*** RECORDS SHOWN

//! Change records and the collector interface they are reported through.

use crate::symbols::{SymbolDescriptor, SymbolId};

/// Receives one before/after pair per affected symbol.
///
/// The cache never filters pairs whose shapes are unchanged. Collectors that
/// want to skip such pairs can use [`SymbolDescriptor::structurally_equal`].
pub trait ChangeCollector {
    /// Records a change; at least one side is present.
    fn collect_change(&mut self, old: Option<SymbolDescriptor>, new: Option<SymbolDescriptor>);
}

/// An old/new descriptor pair for one symbol.
#[derive(Clone, Debug)]
pub struct ChangeRecord {
    /// The affected symbol.
    pub id: SymbolId,
    /// The descriptor before this round, if the symbol existed.
    pub old: Option<SymbolDescriptor>,
    /// The descriptor after this round, if the symbol still exists.
    pub new: Option<SymbolDescriptor>,
}

impl ChangeRecord {
    /// Builds a record, taking the identity from whichever side is present.
    /// Returns `None` when both sides are absent.
    pub fn new(old: Option<SymbolDescriptor>, new: Option<SymbolDescriptor>) -> Option<Self> {
        let id = old.as_ref().or(new.as_ref())?.id().clone();
        Some(Self { id, old, new })
    }

    /// The symbol was added this round.
    pub fn is_addition(&self) -> bool {
        self.old.is_none() && self.new.is_some()
    }

    /// The symbol was removed this round.
    pub fn is_removal(&self) -> bool {
        self.old.is_some() && self.new.is_none()
    }

    /// Both sides are present and resolve to the same shape.
    pub fn is_structurally_unchanged(&self) -> bool {
        match (&self.old, &self.new) {
            (Some(old), Some(new)) => old.structurally_equal(new),
            _ => false,
        }
    }
}

/// Collector that keeps every record in arrival order.
#[derive(Debug, Default)]
pub struct RecordingCollector {
    changes: Vec<ChangeRecord>,
}

impl RecordingCollector {
    /// Creates an empty collector.
    pub fn new() -> Self {
        Self::default()
    }

    /// Records collected so far.
    pub fn changes(&self) -> &[ChangeRecord] {
        &self.changes
    }

    /// Identities of the collected records, in arrival order.
    pub fn ids(&self) -> Vec<&SymbolId> {
        self.changes.iter().map(|c| &c.id).collect()
    }

    /// Records whose shape actually changed.
    pub fn structural_changes(&self) -> impl Iterator<Item = &ChangeRecord> {
        self.changes
            .iter()
            .filter(|c| !c.is_structurally_unchanged())
    }

    /// Consumes the collector, returning its records.
    pub fn into_changes(self) -> Vec<ChangeRecord> {
        self.changes
    }
}

impl ChangeCollector for RecordingCollector {
    fn collect_change(&mut self, old: Option<SymbolDescriptor>, new: Option<SymbolDescriptor>) {
        if let Some(record) = ChangeRecord::new(old, new) {
            self.changes.push(record);
        }
    }
}

#[cfg(test)]
mod tests {
    use super::*;
    use crate::symbols::extract_symbols;
    use tessera_common::SourceId;
    use tessera_meta::fragment::flags;
    use tessera_meta::{ClassEntry, FragmentBuilder};

    fn descriptors(classes: &[&str]) -> Vec<SymbolDescriptor> {
        let mut b = FragmentBuilder::new();
        b.set_package("q");
        for class in classes {
            let name = b.class_name("q", class);
            b.add_class(ClassEntry::new(name, flags::PUBLIC));
        }
        let source = SourceId::new("/q/Q.src").unwrap();
        extract_symbols(&source, &b.encode().unwrap())
            .unwrap()
            .into_values()
            .collect()
    }

    #[test]
    fn record_needs_one_side() {
        assert!(ChangeRecord::new(None, None).is_none());
    }

    #[test]
    fn addition_and_removal() {
        let d = descriptors(&["T"]).remove(0);
        let added = ChangeRecord::new(None, Some(d.clone())).unwrap();
        assert!(added.is_addition());
        assert!(!added.is_removal());
        assert_eq!(added.id.to_string(), "q.T");

        let removed = ChangeRecord::new(Some(d), None).unwrap();
        assert!(removed.is_removal());
        assert!(!removed.is_structurally_unchanged());
    }

    #[test]
    fn same_shape_is_unchanged() {
        let old = descriptors(&["T"]).remove(0);
        let new = descriptors(&["T"]).remove(0);
        let record = ChangeRecord::new(Some(old), Some(new)).unwrap();
        assert!(record.is_structurally_unchanged());
    }

    #[test]
    fn recording_collector_keeps_order() {
        let mut collector = RecordingCollector::new();
        for d in descriptors(&["A", "B"]) {
            collector.collect_change(None, Some(d));
        }
        collector.collect_change(None, None);
        let ids: Vec<String> = collector.ids().iter().map(|id| id.to_string()).collect();
        assert_eq!(ids, vec!["q.A", "q.B", "q.QPart"]);
        assert_eq!(collector.structural_changes().count(), 3);
        assert_eq!(collector.into_changes().len(), 3);
    }
}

******

§ **WHAT TO DO**
Please write out, exactly as they appear, only the lines from the one holding "let ids: Vec<String>" through the end of the data.

§ **ANSWER BOX**
        let ids: Vec<String> = collector.ids().iter().map(|id| id.to_string()).collect();
        assert_eq!(ids, vec!["q.A", "q.B", "q.QPart"]);
        assert_eq!(collector.structural_changes().count(), 3);
        assert_eq!(collector.into_changes().len(), 3);
    }
}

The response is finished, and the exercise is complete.